Такие мои отзывы несомненно и прямо относятся к тому старому славянофильству, которое взял под свою защиту г-н Самарин, между тем он совершенно о них умалчивает, а обращает особенное внимание на такие суждения, которые непосредственно касаются идей г-на Яроша и Комп., а к старым славянофилам имеют лишь косвенное и отдаленное отношение. Г-н Самарин может считать мои благоприятные отзывы о славянофильстве недостаточными; но все-таки если бы он о них упомянул, то это помешало бы ему обвинять меня в каком-то злобном и умышленно несправедливом отношении к родоначальникам нашего национализма. Каковы мои личные чувства к тем или другим писателям – это вопрос, конечно, малоинтересный. К сожалению, из моей мнимой несправедливости к славянофильству г-н Самарин выводит в конце своей статьи очень далекие и важные заключения. Ради них я считаю нужным выяснить фактическую истину в этом деле.

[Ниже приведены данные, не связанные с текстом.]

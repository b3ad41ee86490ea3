//! Cache entries and the snapshots they publish.

use std::collections::HashSet;
use std::sync::Arc;

use serde_json::Value;
use time::OffsetDateTime;
use tokio::sync::watch;

use super::backend::BackendError;
use super::keys::{RequestKey, Tag};

#[derive(Debug, Clone, Copy, PartialEq, Eq, Hash)]
pub enum QueryStatus {
    Uninitialized,
    Loading,
    Success,
    Error,
}

impl QueryStatus {
    pub fn as_str(self) -> &'static str {
        match self {
            Self::Uninitialized => "uninitialized",
            Self::Loading => "loading",
            Self::Success => "success",
            Self::Error => "error",
        }
    }
}

/// Immutable view of one entry at a point in time.
///
/// Every change to an entry publishes a fresh `Arc<QueryState>`, so readers
/// always see `status`, `data` and `error` from the same update.
#[derive(Debug, Clone, PartialEq)]
pub struct QueryState {
    pub status: QueryStatus,
    /// Last successfully fetched value. Survives failed refetches.
    pub data: Option<Value>,
    /// Error from the most recent fetch, cleared by the next success.
    pub error: Option<BackendError>,
    /// Set by tag invalidation until a fetch issued afterwards succeeds.
    pub is_stale: bool,
    /// A fetch for this entry is in flight.
    pub is_fetching: bool,
    pub last_fetched_at: Option<OffsetDateTime>,
}

impl Default for QueryState {
    fn default() -> Self {
        Self {
            status: QueryStatus::Uninitialized,
            data: None,
            error: None,
            is_stale: false,
            is_fetching: false,
            last_fetched_at: None,
        }
    }
}

/// What a consumer should render for a [`QueryState`].
#[derive(Debug, Clone, Copy, PartialEq)]
pub enum QueryOutcome<'a> {
    /// Nothing fetched yet and nothing in flight.
    Idle,
    /// First fetch in flight; no data to show.
    Loading,
    Ready { data: &'a Value, refreshing: bool },
    /// Fetch failed. `last_good` distinguishes "error with stale data" from
    /// "error, no data yet".
    Failed {
        error: &'a BackendError,
        last_good: Option<&'a Value>,
    },
}

impl QueryState {
    pub fn outcome(&self) -> QueryOutcome<'_> {
        match (self.status, &self.error, &self.data) {
            (QueryStatus::Error, Some(error), data) => QueryOutcome::Failed {
                error,
                last_good: data.as_ref(),
            },
            (_, _, Some(data)) => QueryOutcome::Ready {
                data,
                refreshing: self.is_fetching,
            },
            (QueryStatus::Uninitialized, _, None) if !self.is_fetching => QueryOutcome::Idle,
            _ => QueryOutcome::Loading,
        }
    }

    /// No fetch is in flight for this entry.
    pub fn is_settled(&self) -> bool {
        !self.is_fetching && self.status != QueryStatus::Loading
    }
}

/// Diagnostic view of one entry.
#[derive(Debug, Clone, PartialEq)]
pub struct EntryInfo {
    pub state: Arc<QueryState>,
    pub subscriber_count: usize,
    pub tags: HashSet<Tag>,
}

/// Result of trying to commit a fetch.
#[derive(Debug, Clone, Copy, PartialEq, Eq)]
pub(crate) enum CommitOutcome {
    Applied,
    /// A newer fetch was issued after this one; its result wins.
    Superseded,
}

/// Mutable per-key bookkeeping. Lives inside the cache state lock.
#[derive(Debug)]
pub(crate) struct CacheEntry {
    pub(crate) key: RequestKey,
    pub(crate) tags: HashSet<Tag>,
    pub(crate) subscribers: usize,
    /// Bumped whenever the subscriber count drops to zero; a pending
    /// eviction only fires if the epoch it captured is still current.
    pub(crate) eviction_epoch: u64,
    state: QueryState,
    publisher: watch::Sender<Arc<QueryState>>,
    /// Sequence number of the most recently issued fetch.
    issued_seq: u64,
    in_flight: Option<u64>,
    /// `issued_seq` at the time of the last invalidation.
    stale_mark: Option<u64>,
}

impl CacheEntry {
    pub(crate) fn new(key: RequestKey, tags: HashSet<Tag>) -> Self {
        let state = QueryState::default();
        let (publisher, _) = watch::channel(Arc::new(state.clone()));
        Self {
            key,
            tags,
            subscribers: 0,
            eviction_epoch: 0,
            state,
            publisher,
            issued_seq: 0,
            in_flight: None,
            stale_mark: None,
        }
    }

    pub(crate) fn watch(&self) -> watch::Receiver<Arc<QueryState>> {
        self.publisher.subscribe()
    }

    pub(crate) fn snapshot(&self) -> Arc<QueryState> {
        Arc::clone(&self.publisher.borrow())
    }

    pub(crate) fn info(&self) -> EntryInfo {
        EntryInfo {
            state: self.snapshot(),
            subscriber_count: self.subscribers,
            tags: self.tags.clone(),
        }
    }

    /// Whether a new subscriber should trigger a fetch.
    ///
    /// A fetch already in flight that was issued after the last invalidation
    /// covers the request, so concurrent subscribers share it.
    pub(crate) fn needs_fetch(&self) -> bool {
        if let Some(seq) = self.in_flight
            && self.stale_mark.is_none_or(|mark| seq > mark)
        {
            return false;
        }
        self.state.is_stale || self.state.data.is_none() || self.state.status == QueryStatus::Error
    }

    pub(crate) fn is_fetching(&self) -> bool {
        self.in_flight.is_some()
    }

    /// Records a new fetch with sequence `seq` and publishes the loading state.
    ///
    /// `seq` must be greater than every sequence issued before it.
    pub(crate) fn begin_fetch(&mut self, seq: u64) {
        self.issued_seq = seq;
        self.in_flight = Some(seq);
        if self.state.data.is_none() {
            self.state.status = QueryStatus::Loading;
        }
        self.state.is_fetching = true;
        self.publish();
    }

    pub(crate) fn mark_stale(&mut self) {
        self.stale_mark = Some(self.issued_seq);
        if !self.state.is_stale {
            self.state.is_stale = true;
            self.publish();
        }
    }

    /// Applies the result of fetch `seq` if it is the most recently issued one.
    pub(crate) fn commit(
        &mut self,
        seq: u64,
        result: Result<Value, BackendError>,
    ) -> CommitOutcome {
        if seq != self.issued_seq {
            return CommitOutcome::Superseded;
        }
        self.in_flight = None;
        self.state.is_fetching = false;
        self.state.last_fetched_at = Some(OffsetDateTime::now_utc());
        match result {
            Ok(data) => {
                self.state.status = QueryStatus::Success;
                self.state.data = Some(data);
                self.state.error = None;
                if self.stale_mark.is_none_or(|mark| seq > mark) {
                    self.state.is_stale = false;
                    self.stale_mark = None;
                }
            }
            Err(error) => {
                self.state.status = QueryStatus::Error;
                self.state.error = Some(error);
            }
        }
        self.publish();
        CommitOutcome::Applied
    }

    fn publish(&self) {
        self.publisher.send_replace(Arc::new(self.state.clone()));
    }
}

#[cfg(test)]
mod tests {
    use serde_json::json;

    use super::*;

    fn entry() -> CacheEntry {
        let key = RequestKey::parse("GET /leaves", json!({ "page": 1 })).expect("key");
        CacheEntry::new(key, HashSet::from([Tag::new("Leaves")]))
    }

    #[test]
    fn new_entry_needs_fetch_and_is_idle() {
        let entry = entry();
        assert!(entry.needs_fetch());
        assert_eq!(entry.snapshot().outcome(), QueryOutcome::Idle);
    }

    #[test]
    fn in_flight_fetch_is_shared() {
        let mut entry = entry();
        entry.begin_fetch(1);

        assert!(!entry.needs_fetch());
        assert_eq!(entry.snapshot().status, QueryStatus::Loading);
        assert_eq!(entry.snapshot().outcome(), QueryOutcome::Loading);
    }

    #[test]
    fn success_publishes_data() {
        let mut entry = entry();
        entry.begin_fetch(1);

        let outcome = entry.commit(1, Ok(json!({ "items": [1] })));

        assert_eq!(outcome, CommitOutcome::Applied);
        let state = entry.snapshot();
        assert_eq!(state.status, QueryStatus::Success);
        assert_eq!(state.data, Some(json!({ "items": [1] })));
        assert!(state.is_settled());
        assert!(state.last_fetched_at.is_some());
        assert!(!entry.needs_fetch());
    }

    #[test]
    fn older_fetch_is_superseded_by_newer_issue() {
        let mut entry = entry();
        entry.begin_fetch(1);
        entry.begin_fetch(2);

        assert_eq!(entry.commit(2, Ok(json!("second"))), CommitOutcome::Applied);
        assert_eq!(entry.commit(1, Ok(json!("first"))), CommitOutcome::Superseded);
        assert_eq!(entry.snapshot().data, Some(json!("second")));
    }

    #[test]
    fn older_fetch_arriving_first_is_also_superseded() {
        let mut entry = entry();
        entry.begin_fetch(1);
        entry.begin_fetch(2);

        assert_eq!(entry.commit(1, Ok(json!("first"))), CommitOutcome::Superseded);
        assert!(entry.snapshot().is_fetching);
        assert_eq!(entry.commit(2, Ok(json!("second"))), CommitOutcome::Applied);
        assert_eq!(entry.snapshot().data, Some(json!("second")));
    }

    #[test]
    fn failure_keeps_last_good_data() {
        let mut entry = entry();
        entry.begin_fetch(1);
        entry.commit(1, Ok(json!({ "items": [] })));

        entry.mark_stale();
        entry.begin_fetch(2);
        let error = BackendError::http(500, "boom", None);
        entry.commit(2, Err(error.clone()));

        let state = entry.snapshot();
        assert_eq!(state.status, QueryStatus::Error);
        assert_eq!(state.data, Some(json!({ "items": [] })));
        assert_eq!(
            state.outcome(),
            QueryOutcome::Failed {
                error: &error,
                last_good: Some(&json!({ "items": [] })),
            }
        );
    }

    #[test]
    fn failure_without_data_has_no_last_good() {
        let mut entry = entry();
        entry.begin_fetch(1);
        let error = BackendError::transport("refused");
        entry.commit(1, Err(error.clone()));

        assert_eq!(
            entry.snapshot().outcome(),
            QueryOutcome::Failed {
                error: &error,
                last_good: None,
            }
        );
        assert!(entry.needs_fetch());
    }

    #[test]
    fn invalidation_during_flight_requires_new_fetch() {
        let mut entry = entry();
        entry.begin_fetch(1);
        entry.mark_stale();

        assert!(entry.needs_fetch());

        // The pre-invalidation fetch lands but does not clear staleness.
        entry.commit(1, Ok(json!("old")));
        let state = entry.snapshot();
        assert!(state.is_stale);
        assert_eq!(state.data, Some(json!("old")));
        assert!(entry.needs_fetch());

        entry.begin_fetch(2);
        entry.commit(2, Ok(json!("new")));
        assert!(!entry.snapshot().is_stale);
        assert!(!entry.needs_fetch());
    }

    #[test]
    fn refetch_with_data_reports_refreshing() {
        let mut entry = entry();
        entry.begin_fetch(1);
        entry.commit(1, Ok(json!(1)));
        entry.mark_stale();
        entry.begin_fetch(2);

        let state = entry.snapshot();
        assert_eq!(state.status, QueryStatus::Success);
        assert_eq!(
            state.outcome(),
            QueryOutcome::Ready {
                data: &json!(1),
                refreshing: true,
            }
        );
    }
}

Прежде чем перейти к более серьезным пунктам, я должен отклонить от себя одно обвинение, столь же странное, сколько и неосновательное. По поводу несомненно преувеличенного значения, которое в первоначальном славянофильском кружке придавалось вопросу о внешних формах быта и в особенности о национальном костюме [182], г-н Самарин наносит мне неожиданный удар, едва ли способный ослабить комичное впечатление всего этого эпизода. Приведя мое замечание, что «циркуляр министра внутренних дел, разъяснивший тогда несовместимость бороды с дворянским мундиром, был если и не самым основательным, то, во всяком случае, самым успешным изо всех министерских циркуляров», г-н Самарин выводит отсюда заключение, что я (вместе с редакцией «Вестника Европы») сочувствую правительственным мерам против русского костюма и солидарен с графом Закревским, возбудившим эти меры. Что упомянутый министерский циркуляр имел быстрый и прочный успех, это есть факт несомненный. Но из чего же г-н Самарин заключил о нашем сочувствии этому успешному мероприятию? Мне остается только объявить за себя и за редакцию «Вестника Европы», что ношение какого бы то ни было костюма (не оскорбляющего чувства стыдливости) мы всегда считали и считаем за неотъемлемое право человека и гражданина и что если бы славянофилы в данном случае твердо стали за право бороды и кафтана, то, несмотря на маловажность предмета, они и тут заслуживали бы, на наш взгляд, полного уважения и сочувствия.